- INSTRUCTIONS TO FOLLOW -
A single number is the whole answer: how many lines in this listing contain "SubmitConfig".

[DATA RECORDS Boundary: Start]

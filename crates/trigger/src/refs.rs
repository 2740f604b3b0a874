//! Source references embedded in every job request spawned by a push.

use serde::{Deserialize, Serialize};

use crate::event::PushEvent;

/// What a postsubmit job checks out: the pushed branch at its new head.
///
/// Built once per event; every job request for that event carries a copy.
#[derive(Debug, Clone, PartialEq, Eq, Serialize, Deserialize)]
pub struct Refs {
    /// Owner name, or login when the payload carries no name.
    pub org: String,
    /// Repository name without the owner.
    pub repo: String,
    /// Browser URL of the repository.
    pub repo_link: String,
    /// Short branch name, e.g. `main`.
    pub base_ref: String,
    /// Head commit after the push.
    pub base_sha: String,
    /// Compare URL covering the pushed commits.
    pub base_link: String,
}

impl Refs {
    /// Refs for the branch `event` pushed to, at its new head.
    pub fn from_push(event: &PushEvent) -> Self {
        Self {
            org: event.refs_org().to_string(),
            repo: event.repository.name.clone(),
            repo_link: event.repository.html_url.clone(),
            base_ref: event.branch().to_string(),
            base_sha: event.after.clone(),
            base_link: event.compare.clone(),
        }
    }
}

#[cfg(test)]
mod tests {
    use super::*;
    use crate::event::PushRepository;

    #[test]
    fn test_refs_from_push() {
        let event = PushEvent {
            repository: PushRepository {
                owner_login: "acme".to_string(),
                owner_name: Some("acme".to_string()),
                name: "widgets".to_string(),
                html_url: "https://github.com/acme/widgets".to_string(),
            },
            git_ref: "refs/heads/release-1.2".to_string(),
            before: "1111111111111111111111111111111111111111".to_string(),
            after: "2222222222222222222222222222222222222222".to_string(),
            deleted: false,
            commits: vec![],
            compare: "https://github.com/acme/widgets/compare/111...222".to_string(),
            guid: "guid".to_string(),
        };

        let refs = Refs::from_push(&event);
        assert_eq!(
            refs,
            Refs {
                org: "acme".to_string(),
                repo: "widgets".to_string(),
                repo_link: "https://github.com/acme/widgets".to_string(),
                base_ref: "release-1.2".to_string(),
                base_sha: "2222222222222222222222222222222222222222".to_string(),
                base_link: "https://github.com/acme/widgets/compare/111...222".to_string(),
            }
        );
    }
}
//! Submission of job requests with bounded retry.

use std::time::Duration;

use serde::Deserialize;
use tracing::{debug, warn};

use crate::context::Context;
use crate::job::JobRequest;
use crate::store::{JobStore, StoreError};
use crate::{RetryPolicy, TriggerError};

const DEFAULT_MAX_ATTEMPTS: u32 = 3;
const DEFAULT_BASE_BACKOFF: Duration = Duration::from_millis(100);

/// How often and how patiently a request is retried.
#[derive(Debug, Clone, Copy, PartialEq, Eq)]
pub struct SubmitPolicy {
    /// Total attempts including the first. Never zero.
    pub max_attempts: u32,
    /// The wait before attempt `n + 1` is `base_backoff * n` unless the store
    /// asked for a specific delay.
    pub base_backoff: Duration,
}

impl Default for SubmitPolicy {
    fn default() -> Self {
        Self {
            max_attempts: DEFAULT_MAX_ATTEMPTS,
            base_backoff: DEFAULT_BASE_BACKOFF,
        }
    }
}

impl SubmitPolicy {
    fn backoff(&self, attempt: u32, after: Option<Duration>) -> Duration {
        after.unwrap_or(self.base_backoff * attempt)
    }
}

/// `[submit]` section of the trigger configuration.
#[derive(Debug, Clone, Deserialize)]
#[serde(default, deny_unknown_fields)]
pub struct SubmitConfig {
    /// Total attempts per request, including the first.
    pub max_attempts: u32,
    /// Base backoff in milliseconds, multiplied by the attempt number.
    pub backoff_ms: u64,
    /// Upper bound on the time spent on one event, if any.
    pub timeout_secs: Option<u64>,
}

impl Default for SubmitConfig {
    fn default() -> Self {
        Self {
            max_attempts: DEFAULT_MAX_ATTEMPTS,
            backoff_ms: DEFAULT_BASE_BACKOFF.as_millis() as u64,
            timeout_secs: None,
        }
    }
}

impl SubmitConfig {
    /// The retry policy these settings describe, with at least one attempt.
    pub fn policy(&self) -> SubmitPolicy {
        SubmitPolicy {
            max_attempts: self.max_attempts.max(1),
            base_backoff: Duration::from_millis(self.backoff_ms),
        }
    }

    pub fn timeout(&self) -> Option<Duration> {
        self.timeout_secs.map(Duration::from_secs)
    }
}

/// Stores `request`, retrying transient store failures.
///
/// An `AlreadyExists` answer counts as success, so resubmitting a request
/// whose identity is already stored is a no-op. Non-retryable failures are
/// returned at once. If `ctx` is done before or during an attempt or a backoff
/// wait, the submission stops with [`TriggerError::Cancelled`].
pub async fn submit(
    ctx: &Context,
    store: &dyn JobStore,
    request: &JobRequest,
    policy: &SubmitPolicy,
) -> Result<(), TriggerError> {
    let max_attempts = policy.max_attempts.max(1);
    let cancelled = || TriggerError::Cancelled {
        operation: format!("submitting job '{}'", request.job),
    };

    let mut attempt = 0;
    loop {
        attempt += 1;
        if ctx.is_done() {
            return Err(cancelled());
        }

        let result = tokio::select! {
            biased;
            _ = ctx.done() => return Err(cancelled()),
            result = store.create(ctx, request) => result,
        };

        let err = match result {
            Ok(()) => return Ok(()),
            Err(StoreError::AlreadyExists { id }) => {
                debug!(job_id = %id, job = %request.job, "Job already stored");
                return Ok(());
            }
            Err(err) => err,
        };

        let after = match err.retry_policy() {
            RetryPolicy::NonRetryable => {
                return Err(TriggerError::PermanentSubmission {
                    job: request.job.clone(),
                    source: err,
                });
            }
            RetryPolicy::Retryable { after } => after,
        };

        warn!(
            job_id = %request.id,
            job = %request.job,
            attempt,
            max_attempts,
            error = %err,
            "Failed to create job"
        );

        if attempt >= max_attempts {
            return Err(TriggerError::TransientSubmission {
                job: request.job.clone(),
                attempts: attempt,
                source: err,
            });
        }

        tokio::select! {
            biased;
            _ = ctx.done() => return Err(cancelled()),
            _ = tokio::time::sleep(policy.backoff(attempt, after)) => {}
        }
    }
}

#[cfg(test)]
mod tests {
    use std::sync::atomic::{AtomicUsize, Ordering};

    use async_trait::async_trait;

    use super::*;
    use crate::definition::JobDefinition;
    use crate::fakes::MemoryJobStore;
    use crate::refs::Refs;
    use crate::JobName;

    fn request(job: &str) -> JobRequest {
        let refs = Refs {
            org: "acme".to_string(),
            repo: "widgets".to_string(),
            repo_link: String::new(),
            base_ref: "main".to_string(),
            base_sha: "abc".to_string(),
            base_link: String::new(),
        };
        let def = JobDefinition::new(JobName::new(job).unwrap());
        JobRequest::postsubmit(&def, &refs, "guid", false)
    }

    /// Store whose `create` never completes.
    #[derive(Default)]
    struct HangingStore {
        calls: AtomicUsize,
    }

    #[async_trait]
    impl JobStore for HangingStore {
        async fn create(&self, _ctx: &Context, _request: &JobRequest) -> Result<(), StoreError> {
            self.calls.fetch_add(1, Ordering::SeqCst);
            std::future::pending().await
        }
    }

    fn unavailable() -> StoreError {
        StoreError::Unavailable {
            message: "etcd leader changed".to_string(),
            retry_after: None,
        }
    }

    #[test]
    fn test_backoff_grows_linearly() {
        let policy = SubmitPolicy::default();
        assert_eq!(policy.backoff(1, None), Duration::from_millis(100));
        assert_eq!(policy.backoff(2, None), Duration::from_millis(200));
        assert_eq!(
            policy.backoff(2, Some(Duration::from_secs(1))),
            Duration::from_secs(1)
        );
    }

    #[test]
    fn test_config_policy_never_has_zero_attempts() {
        let config = SubmitConfig {
            max_attempts: 0,
            backoff_ms: 5,
            timeout_secs: Some(30),
        };
        assert_eq!(config.policy().max_attempts, 1);
        assert_eq!(config.policy().base_backoff, Duration::from_millis(5));
        assert_eq!(config.timeout(), Some(Duration::from_secs(30)));
    }

    #[tokio::test]
    async fn test_resubmission_is_noop_success() {
        let store = MemoryJobStore::new();
        let req = request("build");
        let ctx = Context::new();

        submit(&ctx, &store, &req, &SubmitPolicy::default()).await.unwrap();
        submit(&ctx, &store, &req, &SubmitPolicy::default()).await.unwrap();

        assert_eq!(store.len(), 1);
        assert_eq!(store.attempts(req.job.as_str()), 2);
    }

    #[tokio::test(start_paused = true)]
    async fn test_transient_errors_are_retried() {
        let store = MemoryJobStore::new();
        store.fail_job("build", unavailable());
        store.fail_job(
            "build",
            StoreError::Conflict {
                message: "stale".to_string(),
            },
        );
        let req = request("build");

        submit(&Context::new(), &store, &req, &SubmitPolicy::default())
            .await
            .unwrap();

        assert_eq!(store.attempts(req.job.as_str()), 3);
        assert_eq!(store.get(&req.id), Some(req));
    }

    #[tokio::test(start_paused = true)]
    async fn test_exhausted_retries_report_transient_error() {
        let store = MemoryJobStore::new();
        for _ in 0..5 {
            store.fail_job("build", unavailable());
        }
        let req = request("build");

        let err = submit(&Context::new(), &store, &req, &SubmitPolicy::default())
            .await
            .unwrap_err();

        assert!(matches!(
            err,
            TriggerError::TransientSubmission { attempts: 3, .. }
        ));
        assert_eq!(store.attempts(req.job.as_str()), 3);
        assert!(store.is_empty());
    }

    #[tokio::test]
    async fn test_permanent_error_is_not_retried() {
        let store = MemoryJobStore::new();
        store.fail_job(
            "build",
            StoreError::Forbidden {
                message: "service account cannot create jobs".to_string(),
            },
        );
        let req = request("build");

        let err = submit(&Context::new(), &store, &req, &SubmitPolicy::default())
            .await
            .unwrap_err();

        assert!(matches!(err, TriggerError::PermanentSubmission { .. }));
        assert_eq!(store.attempts(req.job.as_str()), 1);
    }

    #[tokio::test(start_paused = true)]
    async fn test_deadline_stops_backoff() {
        let store = MemoryJobStore::new();
        for _ in 0..5 {
            store.fail_job("build", unavailable());
        }
        let req = request("build");
        let policy = SubmitPolicy {
            max_attempts: 5,
            base_backoff: Duration::from_secs(10),
        };
        let ctx = Context::with_timeout(Duration::from_secs(1));

        let err = submit(&ctx, &store, &req, &policy).await.unwrap_err();

        assert!(err.is_cancellation());
        assert_eq!(store.attempts(req.job.as_str()), 1);
    }

    #[tokio::test]
    async fn test_cancelled_context_makes_no_attempt() {
        let store = MemoryJobStore::new();
        let ctx = Context::new();
        ctx.cancel();
        let req = request("build");

        let err = submit(&ctx, &store, &req, &SubmitPolicy::default())
            .await
            .unwrap_err();

        assert!(err.is_cancellation());
        assert_eq!(store.attempts(req.job.as_str()), 0);
    }

    #[tokio::test(start_paused = true)]
    async fn test_deadline_during_store_call_reports_cancellation() {
        let store = HangingStore::default();
        let req = request("build");
        let ctx = Context::with_timeout(Duration::from_secs(1));

        let err = submit(&ctx, &store, &req, &SubmitPolicy::default())
            .await
            .unwrap_err();

        match err {
            TriggerError::Cancelled { operation } => {
                assert_eq!(operation, "submitting job 'build'");
            }
            other => panic!("expected cancellation, got {other:?}"),
        }
        assert_eq!(store.calls.load(Ordering::SeqCst), 1);
    }
}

[DATA RECORDS Boundary: End]

- SOLVED EXERCISE -
4